Daß diese erforderliche Einigung bereits Ende Oktober 2004 erfolgte, hat der Bekl. schon nicht behauptet und auch nicht unter Beweis gestellt. Auf den Einwurf der Schlüssel in den Briefkasten des Vermieters kommt es daher nicht an. Damit hat zwar der bekl. Mieter seinen Besitz an den Schlüsseln und damit auch an der Mietsache freiwillig aufgegeben. Er hat diesen Besitz aber nicht auf den Vermieter - durch Einigung - übertragen, sondern ihm allenfalls - die Richtigkeit der bestrittenen Behauptung unterstellt - den Besitz an den Schlüsseln als Wohnungszubehör "aufgedrängt". Dies steht aber einer übereinstimmend gewollten Besitzübertragung nicht gleich. Solange der Vermieter diese in seinen Machtbereich gelangten Schlüssel nicht entgegennimmt, um von der Mietsache Besitz zu ergreifen, kann nicht von einer (konkludenten) Einigung ausgegangen werden. Zu letzterem wäre der Vermieter im übrigen auch nicht verpflichtet, solange er eine Einigung mit dem Mieter über den Besitzübergang nicht behindert oder vereitelt.
Mithin hat der Bekl. seine Rückgabepflicht schon deshalb nicht im Oktober 2004 erfüllt, weil er dem Kl. den unmittelbaren Besitz nicht verschafft hat.
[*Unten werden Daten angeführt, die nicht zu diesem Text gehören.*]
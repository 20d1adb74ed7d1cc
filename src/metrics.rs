//! Basic Metrics
//!
//! Request counters and latency tracking for the API surface, with a
//! Prometheus text export.

use std::collections::HashMap;
use std::sync::atomic::{AtomicU64, Ordering};
use std::sync::RwLock;
use std::time::Duration;

/// Metrics collector
#[derive(Debug)]
pub struct Metrics {
    /// Total requests count
    total_requests: AtomicU64,

    /// Requests per endpoint
    requests_by_endpoint: RwLock<HashMap<String, u64>>,

    /// Latency tracking (simplified)
    latency_sum_us: AtomicU64,
    latency_count: AtomicU64,
    latency_min_us: AtomicU64,
    latency_max_us: AtomicU64,
}

impl Default for Metrics {
    fn default() -> Self {
        Self::new()
    }
}

impl Metrics {
    /// Create new metrics collector
    pub fn new() -> Self {
        Self {
            total_requests: AtomicU64::new(0),
            requests_by_endpoint: RwLock::new(HashMap::new()),
            latency_sum_us: AtomicU64::new(0),
            latency_count: AtomicU64::new(0),
            latency_min_us: AtomicU64::new(u64::MAX),
            latency_max_us: AtomicU64::new(0),
        }
    }

    /// Record a handled request
    pub fn record_request(&self, endpoint: &str, latency: Duration) {
        self.total_requests.fetch_add(1, Ordering::Relaxed);

        {
            let mut requests = self.requests_by_endpoint.write().unwrap();
            *requests.entry(endpoint.to_string()).or_insert(0) += 1;
        }

        let latency_us = latency.as_micros() as u64;
        self.latency_sum_us.fetch_add(latency_us, Ordering::Relaxed);
        self.latency_count.fetch_add(1, Ordering::Relaxed);

        // Update min (atomic min)
        let mut current_min = self.latency_min_us.load(Ordering::Relaxed);
        while latency_us < current_min {
            match self.latency_min_us.compare_exchange_weak(
                current_min,
                latency_us,
                Ordering::Relaxed,
                Ordering::Relaxed,
            ) {
                Ok(_) => break,
                Err(c) => current_min = c,
            }
        }

        // Update max (atomic max)
        let mut current_max = self.latency_max_us.load(Ordering::Relaxed);
        while latency_us > current_max {
            match self.latency_max_us.compare_exchange_weak(
                current_max,
                latency_us,
                Ordering::Relaxed,
                Ordering::Relaxed,
            ) {
                Ok(_) => break,
                Err(c) => current_max = c,
            }
        }
    }

    /// Get total requests count
    pub fn total_requests(&self) -> u64 {
        self.total_requests.load(Ordering::Relaxed)
    }

    /// Get requests by endpoint
    pub fn requests_by_endpoint(&self) -> HashMap<String, u64> {
        self.requests_by_endpoint.read().unwrap().clone()
    }

    /// Get average latency in microseconds
    pub fn avg_latency_us(&self) -> f64 {
        let count = self.latency_count.load(Ordering::Relaxed);
        if count == 0 {
            return 0.0;
        }
        let sum = self.latency_sum_us.load(Ordering::Relaxed);
        sum as f64 / count as f64
    }

    /// Get min latency in microseconds
    pub fn min_latency_us(&self) -> u64 {
        let min = self.latency_min_us.load(Ordering::Relaxed);
        if min == u64::MAX {
            0
        } else {
            min
        }
    }

    /// Get max latency in microseconds
    pub fn max_latency_us(&self) -> u64 {
        self.latency_max_us.load(Ordering::Relaxed)
    }

    /// Export in Prometheus text format
    pub fn export_prometheus(&self) -> String {
        let mut out = String::new();

        out.push_str("# HELP wordvec_requests_total Total API requests processed\n");
        out.push_str("# TYPE wordvec_requests_total counter\n");
        out.push_str(&format!("wordvec_requests_total {}\n", self.total_requests()));

        out.push_str("# HELP wordvec_requests Requests per endpoint\n");
        out.push_str("# TYPE wordvec_requests counter\n");
        let mut by_endpoint: Vec<(String, u64)> =
            self.requests_by_endpoint().into_iter().collect();
        by_endpoint.sort();
        for (endpoint, count) in by_endpoint {
            out.push_str(&format!(
                "wordvec_requests{{endpoint=\"{}\"}} {}\n",
                endpoint, count
            ));
        }

        out.push_str("# HELP wordvec_request_latency_us Request latency in microseconds\n");
        out.push_str("# TYPE wordvec_request_latency_us gauge\n");
        out.push_str(&format!(
            "wordvec_request_latency_us{{stat=\"avg\"}} {:.1}\n",
            self.avg_latency_us()
        ));
        out.push_str(&format!(
            "wordvec_request_latency_us{{stat=\"min\"}} {}\n",
            self.min_latency_us()
        ));
        out.push_str(&format!(
            "wordvec_request_latency_us{{stat=\"max\"}} {}\n",
            self.max_latency_us()
        ));

        out
    }
}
Die erforderliche Einigung zwischen Mieter und Vermieter ist hier vielmehr erst im Rahmen des vor dem Landgericht Berlin zum Aktenzeichen 34 O 429/04 geführten Räumungsrechtsstreit der hiesigen Parteien erfolgt. Die Einigung im Sinne des § 854 Abs. 2 BGB kann als Rechtsgeschäft auch durch einen Stellvertreter erfolgen. In dem Räumungsrechtsstreit hat der Bekl., vertreten durch seine Rechtsanwältin, das Einverständnis damit erklärt, daß sich der Kl. in den Besitz der Räume setzen darf. Damit hat er den unmittelbaren Besitz angeboten, den der Kl., vertreten durch seinen Prozeßbevollmächtigten, konkludent angenommen hat, indem er das mit der Räumungsklage geltend gemachte Herausgabeverlangen daraufhin für erledigt erklärt hat. Zu diesem Zeitpunkt hat der Kl. bereits den Besitz vom Bekl. erworben. Durch die anschließende Inbesitznahme der Räume am 10.1.2005 hat der Kl. dann auch die tatsächliche Sachherrschaft an der Mietsache zurückerlangt.
Leitsatz
häufig von der Redaktion verfasst
Nach Mietende hat der Mieter dem Vermieter den unmittelbaren Besitz an der Mietsache zu verschaffen. Wenn nicht, schuldet er die vereinbarte Miete als Nutzungsentschädigung. Das Landgericht Berlin meint, zur Rückgabe genüge die Schlüsselübergabe allein nicht.
Der Fall
Bearbeitung des Verlags, keine Aussage des Gerichts
Der Vermieter hatte das Mietverhältnis wegen Zahlungsverzugs außerordentlich fristlos gekündigt. Der Mieter meinte, er habe seine Rückgabepflicht dadurch erfüllt, daß er sämtliche Wohnungsschlüssel in den Briefkasten des Vermieters eingeworfen habe. Der Vermieter verlangte Nutzungsentschädigung auch für die Zeit danach.
Das Urteil
Bearbeitung des Verlags, keine Aussage des Gerichts
Mit Urteil vom 4. Mai 2006 gab das Landgericht Berlin der Klage statt und meinte, der ehemalige Mieter habe seine Rückgabepflicht nicht erfüllt, da dazu die Verschaffung des unmittelbaren Besitzes gehöre. Das setze eine Einigung zwischen dem bisherigen und dem neuen Besitzer voraus, was hier nicht erfüllt sei, da der Beklagte den Besitz an den Schlüsseln dem Vermieter "aufgedrängt" habe.